Now the slavery of specialization is completely obvious to all who work for universities.

And we have become very much like the land-bound foolish specialists, duped by misconceptions of the powers of the mind by the trappings of grandeur of university life. We believe the horizon to the infinitely extended as our publications, impact, salaries, status (for some, at least) and citations increase - and we believe all of this is what matters. And we are caught in the gears of a machine of our own construction that is shredding everything of value that once existed in those institutions. 

Worse still, our anticipatory powers are fading as we are heralding a new era of anticipatory technology. Just when we should be asking of the next wave of technology where the boundary is between human anticipation and machine learning, or quantum computing, instead we seem destined to replace human anticipation altogether with machines. This is a new wave of specialisation. To put it mildly: it won't work. To put it more strongly: "Extinction is always the result of over-specialisation"

In formulating a new and positive vision, Buckminster Fuller argues that we need new ways of looking at our resources for organising. This he calls "wealth":

"Wealth is our organized capability to cope effectively with the environment in sustaining our healthy regeneration and decreasing both the physical and metaphysical restrictions of the forward days of our lives."

Now, where does that organized capability come from? It must come from communication. Drawing on another of Buckminster Fuller's ideas, he always drew the distinction between building by "compression" and building by "tension".  This I think is where our new anticipatory technologies might be very powerful. 

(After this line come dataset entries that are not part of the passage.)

// Storage port for moderation records.
//
// The core defines WHAT it needs; infra provides SQLite and in-memory versions.

use super::moderation_models::{ModerationCounts, ModerationRecord, ModerationStatus};
use super::moderation_service::ModerationError;
use async_trait::async_trait;
use chrono::{DateTime, Utc};

/// Trait for persisting moderation records.
///
/// Implementations must enforce at most one record per review: a second
/// `create_pending` for the same review fails with
/// `ModerationError::DuplicateRecord`.
#[async_trait]
pub trait ModerationStore: Send + Sync {
    /// Insert a new PENDING record and return it with its assigned id.
    async fn create_pending(
        &self,
        review_id: u64,
        created_at: DateTime<Utc>,
    ) -> Result<ModerationRecord, ModerationError>;

    /// Persist the decision fields of an existing record.
    async fn save_decision(&self, record: &ModerationRecord) -> Result<(), ModerationError>;

    async fn find_by_review_id(
        &self,
        review_id: u64,
    ) -> Result<Option<ModerationRecord>, ModerationError>;

    async fn count_by_status(&self) -> Result<ModerationCounts, ModerationError>;

    /// One page of records with `status`, oldest first. `page` is zero-based.
    async fn list_by_status(
        &self,
        status: ModerationStatus,
        page: u32,
        page_size: u32,
    ) -> Result<Vec<ModerationRecord>, ModerationError>;
}

// Blanket implementation for Box<dyn ModerationStore>
// so the composition root can choose the backend at runtime.
#[async_trait]
impl ModerationStore for Box<dyn ModerationStore> {
    async fn create_pending(
        &self,
        review_id: u64,
        created_at: DateTime<Utc>,
    ) -> Result<ModerationRecord, ModerationError> {
        (**self).create_pending(review_id, created_at).await
    }

    async fn save_decision(&self, record: &ModerationRecord) -> Result<(), ModerationError> {
        (**self).save_decision(record).await
    }

    async fn find_by_review_id(
        &self,
        review_id: u64,
    ) -> Result<Option<ModerationRecord>, ModerationError> {
        (**self).find_by_review_id(review_id).await
    }

    async fn count_by_status(&self) -> Result<ModerationCounts, ModerationError> {
        (**self).count_by_status().await
    }

    async fn list_by_status(
        &self,
        status: ModerationStatus,
        page: u32,
        page_size: u32,
    ) -> Result<Vec<ModerationRecord>, ModerationError> {
        (**self).list_by_status(status, page, page_size).await
    }
}
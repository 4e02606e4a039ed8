// Moderation store implementations.

pub mod in_memory;
pub mod sqlite_moderation_store;

pub use in_memory::InMemoryModerationStore;
pub use sqlite_moderation_store::SqliteModerationStore;
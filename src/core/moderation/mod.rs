// Core moderation module - decides whether review text may be published.
// Following the same port/service split as the other core modules.

pub mod classifier;
pub mod moderation_models;
pub mod moderation_service;
pub mod moderation_store;
pub mod rule_analyzer;

pub use classifier::*;
pub use moderation_models::*;
pub use moderation_service::*;
pub use moderation_store::*;
pub use rule_analyzer::*;
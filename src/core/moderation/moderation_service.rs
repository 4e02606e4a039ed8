// Moderation service - core business logic for review moderation.
//
// This service handles:
// - The asynchronous pipeline (publish-then-moderate) on a bounded worker pool
// - The synchronous gate (moderate-then-publish) with hard rejections
// - Degrading to the local rule analyzer when the external classifier is down
// - Read queries for the admin collaborator (stats, manual review queue)
//
// NO HTTP or database dependencies here - just pure domain logic.

use super::classifier::{ClassifierError, ToxicityClassifier};
use super::moderation_models::{
    CheckOutcome, Decision, ModerationConfig, ModerationRecord, ModerationStats, ModerationStatus,
};
use super::moderation_store::ModerationStore;
use super::rule_analyzer::{LocalAnalyzer, RuleAnalyzer};
use crate::core::reviews::Review;
use chrono::Utc;
use std::sync::Arc;
use thiserror::Error;
use tokio::sync::Semaphore;
use tokio::task::JoinHandle;

/// Reason recorded when moderation is switched off.
pub const DISABLED_REASON: &str = "Moderation disabled - automatically approved";

/// Reason recorded when the classifier is down and fallback is not allowed.
pub const SYSTEM_ERROR_REASON: &str = "moderation system error";

/// Prefix of every reason produced by the local rules.
pub const FALLBACK_REASON_PREFIX: &str = "Fallback: ";

// ============================================================================
// ERRORS
// ============================================================================

#[derive(Debug, Error)]
pub enum ModerationError {
    /// Policy outcome of the synchronous gate. A hard stop, not a warning.
    #[error("Content rejected (toxicity {score:.2}): {reason}")]
    ContentRejected {
        score: f64,
        reason: String,
        ai_processed: bool,
    },

    #[error("Storage error: {0}")]
    StorageError(String),

    #[error("Review {0} already has a moderation record")]
    DuplicateRecord(u64),

    #[error("Configuration error: {0}")]
    ConfigError(String),

    #[error("Moderation worker failed: {0}")]
    WorkerFailed(String),
}

// ============================================================================
// SCORING HELPERS
// ============================================================================

/// Convert the rule analyzer's clean score (1.0 = clean) into a toxicity
/// score (1.0 = toxic).
pub fn toxicity_from_clean_score(clean_score: f64) -> f64 {
    (1.0 - clean_score).clamp(0.0, 1.0)
}

/// Map a toxicity score onto a status given the reject threshold and the
/// lower bound of the manual review band.
pub fn status_for_score(score: f64, reject_threshold: f64, manual_review_floor: f64) -> ModerationStatus {
    if score >= reject_threshold {
        ModerationStatus::Rejected
    } else if score >= manual_review_floor {
        ModerationStatus::ManualReview
    } else {
        ModerationStatus::Approved
    }
}

// ============================================================================
// CORE SERVICE
// ============================================================================

/// Coordinates the external classifier, the local rules and the record store.
pub struct ModerationService<S, C, R = RuleAnalyzer>
where
    S: ModerationStore,
    C: ToxicityClassifier,
    R: LocalAnalyzer,
{
    store: S,
    classifier: C,
    rules: R,
    config: ModerationConfig,
    /// One permit per background worker.
    workers: Arc<Semaphore>,
}

impl<S, C, R> ModerationService<S, C, R>
where
    S: ModerationStore + 'static,
    C: ToxicityClassifier + 'static,
    R: LocalAnalyzer + 'static,
{
    pub fn new(store: S, classifier: C, rules: R, config: ModerationConfig) -> Self {
        let workers = Arc::new(Semaphore::new(config.worker_count.max(1)));
        Self {
            store,
            classifier,
            rules,
            config,
            workers,
        }
    }

    /// Moderate an already-committed review in the background.
    ///
    /// Returns immediately. The spawned task waits for a free worker, creates
    /// the PENDING record, decides and writes the final status. Nothing guards
    /// against two concurrent runs for the same review other than the store's
    /// uniqueness constraint.
    pub fn moderate_async(
        self: &Arc<Self>,
        review: Review,
    ) -> JoinHandle<Result<ModerationRecord, ModerationError>> {
        let service = Arc::clone(self);
        let workers = Arc::clone(&self.workers);

        tokio::spawn(async move {
            let _permit = workers
                .acquire_owned()
                .await
                .map_err(|e| ModerationError::WorkerFailed(e.to_string()))?;

            let result = service.moderate_review(&review).await;
            if let Err(ref e) = result {
                tracing::warn!(review_id = review.id, "Async moderation failed: {}", e);
            }
            result
        })
    }

    /// Run the whole pipeline for one review on the current task.
    ///
    /// The record is written exactly twice: created as PENDING, then updated
    /// with the decision. Storage errors propagate unchanged.
    pub async fn moderate_review(&self, review: &Review) -> Result<ModerationRecord, ModerationError> {
        tracing::info!(
            review_id = review.id,
            author_id = review.author_id,
            "Starting moderation"
        );

        let mut record = self.store.create_pending(review.id, Utc::now()).await?;

        let decision = self.decide(review).await;
        record.decide(decision, Utc::now());
        self.store.save_decision(&record).await?;

        tracing::info!(
            review_id = record.review_id,
            record_id = record.id,
            status = %record.status,
            score = ?record.toxicity_score,
            ai_processed = record.ai_processed,
            "Moderation saved"
        );

        Ok(record)
    }

    /// Produce the decision for a review. Never fails: an unreachable
    /// classifier degrades to the rules or to a fail-closed rejection.
    async fn decide(&self, review: &Review) -> Decision {
        if !self.config.enabled {
            tracing::debug!(review_id = review.id, "Moderation disabled, approving");
            return Decision {
                status: ModerationStatus::Approved,
                toxicity_score: Some(0.0),
                reason: DISABLED_REASON.to_string(),
                ai_processed: false,
            };
        }

        match self.classifier.analyze(&review.text).await {
            Ok(classification) => {
                let score = classification.toxicity_score;
                let status = status_for_score(
                    score,
                    self.config.reject_threshold,
                    self.config.manual_review_floor.ai,
                );
                Decision {
                    status,
                    toxicity_score: Some(score),
                    reason: classification.reason,
                    ai_processed: true,
                }
            }
            Err(ClassifierError::Unavailable(cause)) => {
                tracing::warn!(review_id = review.id, "Classifier unavailable: {}", cause);

                if self.config.fallback_enabled {
                    self.decide_with_rules(&review.text)
                } else {
                    tracing::error!(
                        review_id = review.id,
                        "Classifier unavailable and fallback disabled, rejecting"
                    );
                    Decision {
                        status: ModerationStatus::Rejected,
                        toxicity_score: None,
                        reason: SYSTEM_ERROR_REASON.to_string(),
                        ai_processed: false,
                    }
                }
            }
        }
    }

    fn decide_with_rules(&self, text: &str) -> Decision {
        let analysis = self.rules.analyze(text);
        let score = toxicity_from_clean_score(analysis.clean_score);
        let status = status_for_score(
            score,
            self.config.reject_threshold,
            self.config.manual_review_floor.fallback,
        );

        tracing::debug!(
            matched = analysis.matched_count,
            score,
            "Fallback analysis complete"
        );

        Decision {
            status,
            toxicity_score: Some(score),
            reason: format!("{}{}", FALLBACK_REASON_PREFIX, analysis.reason()),
            ai_processed: false,
        }
    }

    /// Gate text before the review is committed.
    ///
    /// # Returns
    /// A `CheckOutcome` when the text may be published, or
    /// `ModerationError::ContentRejected` when it must not be.
    pub async fn check_before_publish(&self, text: &str) -> Result<CheckOutcome, ModerationError> {
        if !self.config.enabled {
            return Ok(CheckOutcome {
                toxicity_score: 0.0,
                reason: DISABLED_REASON.to_string(),
                ai_processed: false,
            });
        }

        match self.classifier.analyze(text).await {
            Ok(classification) => {
                if classification.toxicity_score >= self.config.reject_threshold {
                    tracing::info!(
                        score = classification.toxicity_score,
                        "Content blocked by classifier"
                    );
                    return Err(ModerationError::ContentRejected {
                        score: classification.toxicity_score,
                        reason: classification.reason,
                        ai_processed: true,
                    });
                }

                Ok(CheckOutcome {
                    toxicity_score: classification.toxicity_score,
                    reason: classification.reason,
                    ai_processed: true,
                })
            }
            Err(ClassifierError::Unavailable(cause)) => {
                tracing::warn!("Classifier unavailable for pre-publish check: {}", cause);

                let analysis = self.rules.analyze(text);
                let score = toxicity_from_clean_score(analysis.clean_score);
                let reason = format!("{}{}", FALLBACK_REASON_PREFIX, analysis.reason());

                if analysis.clean_score < self.config.local_acceptability_floor {
                    tracing::info!(score, "Content blocked by local rules");
                    return Err(ModerationError::ContentRejected {
                        score,
                        reason,
                        ai_processed: false,
                    });
                }

                Ok(CheckOutcome {
                    toxicity_score: score,
                    reason,
                    ai_processed: false,
                })
            }
        }
    }

    /// Record counts per status plus a live availability probe.
    pub async fn stats(&self) -> Result<ModerationStats, ModerationError> {
        let counts = self.store.count_by_status().await?;
        let external_available = self.classifier.is_available().await;
        Ok(ModerationStats {
            total: counts.total(),
            counts,
            external_available,
        })
    }

    /// MANUAL_REVIEW records, oldest first.
    pub async fn manual_review_queue(
        &self,
        page: u32,
        page_size: u32,
    ) -> Result<Vec<ModerationRecord>, ModerationError> {
        self.store
            .list_by_status(ModerationStatus::ManualReview, page, page_size)
            .await
    }

    pub async fn find_by_review_id(
        &self,
        review_id: u64,
    ) -> Result<Option<ModerationRecord>, ModerationError> {
        self.store.find_by_review_id(review_id).await
    }

    pub async fn is_external_available(&self) -> bool {
        self.classifier.is_available().await
    }
}

// ============================================================================
// TESTS
// ============================================================================
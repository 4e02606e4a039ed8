// Review store implementations.

pub mod in_memory;
pub mod sqlite_review_store;

pub use in_memory::InMemoryReviewStore;
pub use sqlite_review_store::SqliteReviewStore;
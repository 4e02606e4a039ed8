// In-memory implementation of ModerationStore.
//
// Selected with DATABASE_URL=memory for local runs without a database file.
// Records vanish when the process exits.

use crate::core::moderation::{
    ModerationCounts, ModerationError, ModerationRecord, ModerationStatus, ModerationStore,
};
use async_trait::async_trait;
use chrono::{DateTime, Utc};
use dashmap::mapref::entry::Entry;
use dashmap::DashMap;
use std::sync::atomic::{AtomicI64, Ordering};

/// Records keyed by review id, which doubles as the uniqueness constraint.
pub struct InMemoryModerationStore {
    records: DashMap<u64, ModerationRecord>,
    next_id: AtomicI64,
}

impl InMemoryModerationStore {
    pub fn new() -> Self {
        Self {
            records: DashMap::new(),
            next_id: AtomicI64::new(1),
        }
    }
}

impl Default for InMemoryModerationStore {
    fn default() -> Self {
        Self::new()
    }
}

#[async_trait]
impl ModerationStore for InMemoryModerationStore {
    async fn create_pending(
        &self,
        review_id: u64,
        created_at: DateTime<Utc>,
    ) -> Result<ModerationRecord, ModerationError> {
        match self.records.entry(review_id) {
            Entry::Occupied(_) => Err(ModerationError::DuplicateRecord(review_id)),
            Entry::Vacant(slot) => {
                let id = self.next_id.fetch_add(1, Ordering::SeqCst);
                let record = ModerationRecord::pending(id, review_id, created_at);
                slot.insert(record.clone());
                Ok(record)
            }
        }
    }

    async fn save_decision(&self, record: &ModerationRecord) -> Result<(), ModerationError> {
        match self.records.get_mut(&record.review_id) {
            Some(mut stored) if stored.id == record.id => {
                *stored = record.clone();
                Ok(())
            }
            _ => Err(ModerationError::StorageError(format!(
                "no moderation record with id {}",
                record.id
            ))),
        }
    }

    async fn find_by_review_id(
        &self,
        review_id: u64,
    ) -> Result<Option<ModerationRecord>, ModerationError> {
        Ok(self.records.get(&review_id).map(|r| r.clone()))
    }

    async fn count_by_status(&self) -> Result<ModerationCounts, ModerationError> {
        let mut counts = ModerationCounts::default();
        for record in self.records.iter() {
            counts.increment(record.status);
        }
        Ok(counts)
    }

    async fn list_by_status(
        &self,
        status: ModerationStatus,
        page: u32,
        page_size: u32,
    ) -> Result<Vec<ModerationRecord>, ModerationError> {
        let mut matching: Vec<ModerationRecord> = self
            .records
            .iter()
            .filter(|r| r.status == status)
            .map(|r| r.clone())
            .collect();
        matching.sort_by_key(|r| (r.created_at, r.id));

        let skip = page as usize * page_size as usize;
        Ok(matching
            .into_iter()
            .skip(skip)
            .take(page_size as usize)
            .collect())
    }
}

#[cfg(test)]
mod tests {
    use super::*;
    use chrono::Duration;

    #[tokio::test]
    async fn test_one_record_per_review() {
        let store = InMemoryModerationStore::new();

        let first = store.create_pending(1, Utc::now()).await.unwrap();
        let second = store.create_pending(1, Utc::now()).await;

        assert_eq!(first.status, ModerationStatus::Pending);
        assert!(matches!(second, Err(ModerationError::DuplicateRecord(1))));
        assert_eq!(store.find_by_review_id(1).await.unwrap(), Some(first));
    }

    #[tokio::test]
    async fn test_save_decision_requires_existing_record() {
        let store = InMemoryModerationStore::new();
        let mut record = store.create_pending(2, Utc::now()).await.unwrap();
        record.status = ModerationStatus::Approved;

        store.save_decision(&record).await.unwrap();
        let stale = ModerationRecord::pending(record.id + 10, 3, Utc::now());

        assert_eq!(
            store.find_by_review_id(2).await.unwrap().unwrap().status,
            ModerationStatus::Approved
        );
        assert!(store.save_decision(&stale).await.is_err());
    }

    #[tokio::test]
    async fn test_listing_and_counts() {
        let store = InMemoryModerationStore::new();
        let base = Utc::now();
        for (review_id, secs) in [(5u64, 3i64), (6, 1), (7, 2)] {
            let mut record = store
                .create_pending(review_id, base + Duration::seconds(secs))
                .await
                .unwrap();
            record.status = ModerationStatus::ManualReview;
            store.save_decision(&record).await.unwrap();
        }
        store.create_pending(8, base).await.unwrap();

        let queue = store
            .list_by_status(ModerationStatus::ManualReview, 0, 10)
            .await
            .unwrap();
        let counts = store.count_by_status().await.unwrap();

        let ids: Vec<u64> = queue.iter().map(|r| r.review_id).collect();
        assert_eq!(ids, vec![6, 7, 5]);
        assert_eq!(counts.manual_review, 3);
        assert_eq!(counts.pending, 1);
    }
}
// Port for the remote text-classification service.
//
// The core only knows that some classifier turns text into a toxicity score,
// or fails. The infra layer provides the HTTP implementation.

use async_trait::async_trait;
use serde::{Deserialize, Serialize};
use thiserror::Error;

/// Verdict from the external classifier. 1.0 = maximally toxic.
#[derive(Debug, Clone, PartialEq, Serialize, Deserialize)]
pub struct Classification {
    pub toxicity_score: f64,
    pub reason: String,
}

#[derive(Debug, Error)]
pub enum ClassifierError {
    /// Network error, timeout, non-success status or unreadable body.
    /// Callers recover from it; it is never shown to the submitter.
    #[error("Classifier unavailable: {0}")]
    Unavailable(String),
}

#[async_trait]
pub trait ToxicityClassifier: Send + Sync {
    /// Classify `text`. No retries: the first failure is reported.
    async fn analyze(&self, text: &str) -> Result<Classification, ClassifierError>;

    /// Probe the service with a throwaway input.
    /// For status reporting only, never for decisions.
    async fn is_available(&self) -> bool {
        self.analyze("test").await.is_ok()
    }
}

// Blanket implementation for Box<dyn ToxicityClassifier>
// so the web layer can hold any classifier behind one concrete type.
#[async_trait]
impl ToxicityClassifier for Box<dyn ToxicityClassifier> {
    async fn analyze(&self, text: &str) -> Result<Classification, ClassifierError> {
        (**self).analyze(text).await
    }

    async fn is_available(&self) -> bool {
        (**self).is_available().await
    }
}
// The core module contains all business logic.
// Each feature gets its own submodule.

#[path = "moderation/mod.rs"]
pub mod moderation;

#[path = "reviews/review_store.rs"]
pub mod reviews;
pub mod ollama_client;

pub use ollama_client::{ClassifierConfig, OllamaClient};
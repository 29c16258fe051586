//! Внешний API движка лото.
//!
//! Здесь описываются:
//! - команды (commands.rs) — всё, что меняет состояние, и их диспетчер;
//! - запросы (queries.rs) — только чтение;
//! - DTO (dto.rs) — удобные структуры для фронта;
//! - ошибки (errors.rs) — то, что видит клиент;
//! - валидация входных данных (validation.rs) — проверки на границе,
//!   до вызова движка.

pub mod commands;
pub mod dto;
pub mod errors;
pub mod queries;
pub mod validation;

pub use commands::*;
pub use dto::*;
pub use errors::*;
pub use queries::*;
pub use validation::*;
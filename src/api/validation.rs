use thiserror::Error;

use crate::domain::{Money, PlayerId};

pub const MAX_PLAYER_NAME_LEN: usize = 50;
pub const MAX_ABS_BALANCE: i64 = 1_000_000;
pub const MAX_START_BET: i64 = 100_000;
pub const MIN_GAME_PLAYERS: usize = 2;
pub const MAX_GAME_PLAYERS: usize = 10;

/// Ошибки валидации входных данных. Проверки выполняются на границе API,
/// до вызова движка: сам движок правил отбора не навязывает.
#[derive(Clone, Debug, Error, PartialEq, Eq)]
pub enum ValidationError {
    #[error("Имя игрока не может быть пустым")]
    EmptyPlayerName,

    #[error("Имя игрока длиннее 50 символов")]
    PlayerNameTooLong,

    #[error("Баланс выходит за допустимые пределы (±1 000 000)")]
    BalanceOutOfRange,

    #[error("Стартовая ставка должна быть положительной")]
    StartBetNotPositive,

    #[error("Стартовая ставка слишком велика (максимум 100 000)")]
    StartBetTooLarge,

    #[error("Для игры нужно минимум 2 игрока")]
    TooFewPlayers,

    #[error("Слишком много игроков (максимум 10)")]
    TooManyPlayers,
}

pub fn validate_player_name(name: &str) -> Result<(), ValidationError> {
    let trimmed = name.trim();
    if trimmed.is_empty() {
        return Err(ValidationError::EmptyPlayerName);
    }
    if trimmed.chars().count() > MAX_PLAYER_NAME_LEN {
        return Err(ValidationError::PlayerNameTooLong);
    }
    Ok(())
}

pub fn validate_balance(balance: Money) -> Result<(), ValidationError> {
    if balance.0 < -MAX_ABS_BALANCE || balance.0 > MAX_ABS_BALANCE {
        return Err(ValidationError::BalanceOutOfRange);
    }
    Ok(())
}

pub fn validate_start_bet(bet: Money) -> Result<(), ValidationError> {
    if bet <= Money::ZERO {
        return Err(ValidationError::StartBetNotPositive);
    }
    if bet.0 > MAX_START_BET {
        return Err(ValidationError::StartBetTooLarge);
    }
    Ok(())
}

pub fn validate_player_selection(player_ids: &[PlayerId]) -> Result<(), ValidationError> {
    if player_ids.len() < MIN_GAME_PLAYERS {
        return Err(ValidationError::TooFewPlayers);
    }
    if player_ids.len() > MAX_GAME_PLAYERS {
        return Err(ValidationError::TooManyPlayers);
    }
    Ok(())
}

Our ability to communicate depends on anticipation: I cannot write these words if I do not have some idea of how they are likely to be read and understood. But I am communicating to a complex audience, and I would like to try some experiments, see how saying different kinds of things might "play out", and then choose the best form of utterance I can to achieve what I want to achieve. 

This is partly why students go to university - to try things out, to see how things might play out. But universities are increasingly bad at doing anticipation - partly because they've become divorced from their history - and anticipation without history cannot be any good. In place of real anticipation, we have empty promises, and a lot of young people with degrees who can't get jobs. 

A network of communication - a network of friends - is a complex system of inter-acting anticipations - what Husserl called "horizons of meaning". It holds its structure because people understand each other. It is very much like Bucky's icosahedron. That is a structure built from tension, not compression.

The early e-learning pioneers had hoped that the internet itself would create these forms of communicative tension. But what happened was that the networks quickly became new "empires" - indeed a new communicative "life form" which consumed human identities and desires. Rather like the British Empire. 

But the network is only half the story. We have had to wait for 30 years for the missing ingredient - the anticipatory technology. We're very close to having this now. It will soon be a fact of everyday life. Anticipation is the thing which tightens the strings, and gives new structures solidity. While we might one day celebrate the extra flexibility - the extra "wealth" as Buckminster Fuller puts it - that this brings, we will surely find that this is only a necessary adaptation for the survival of humankind.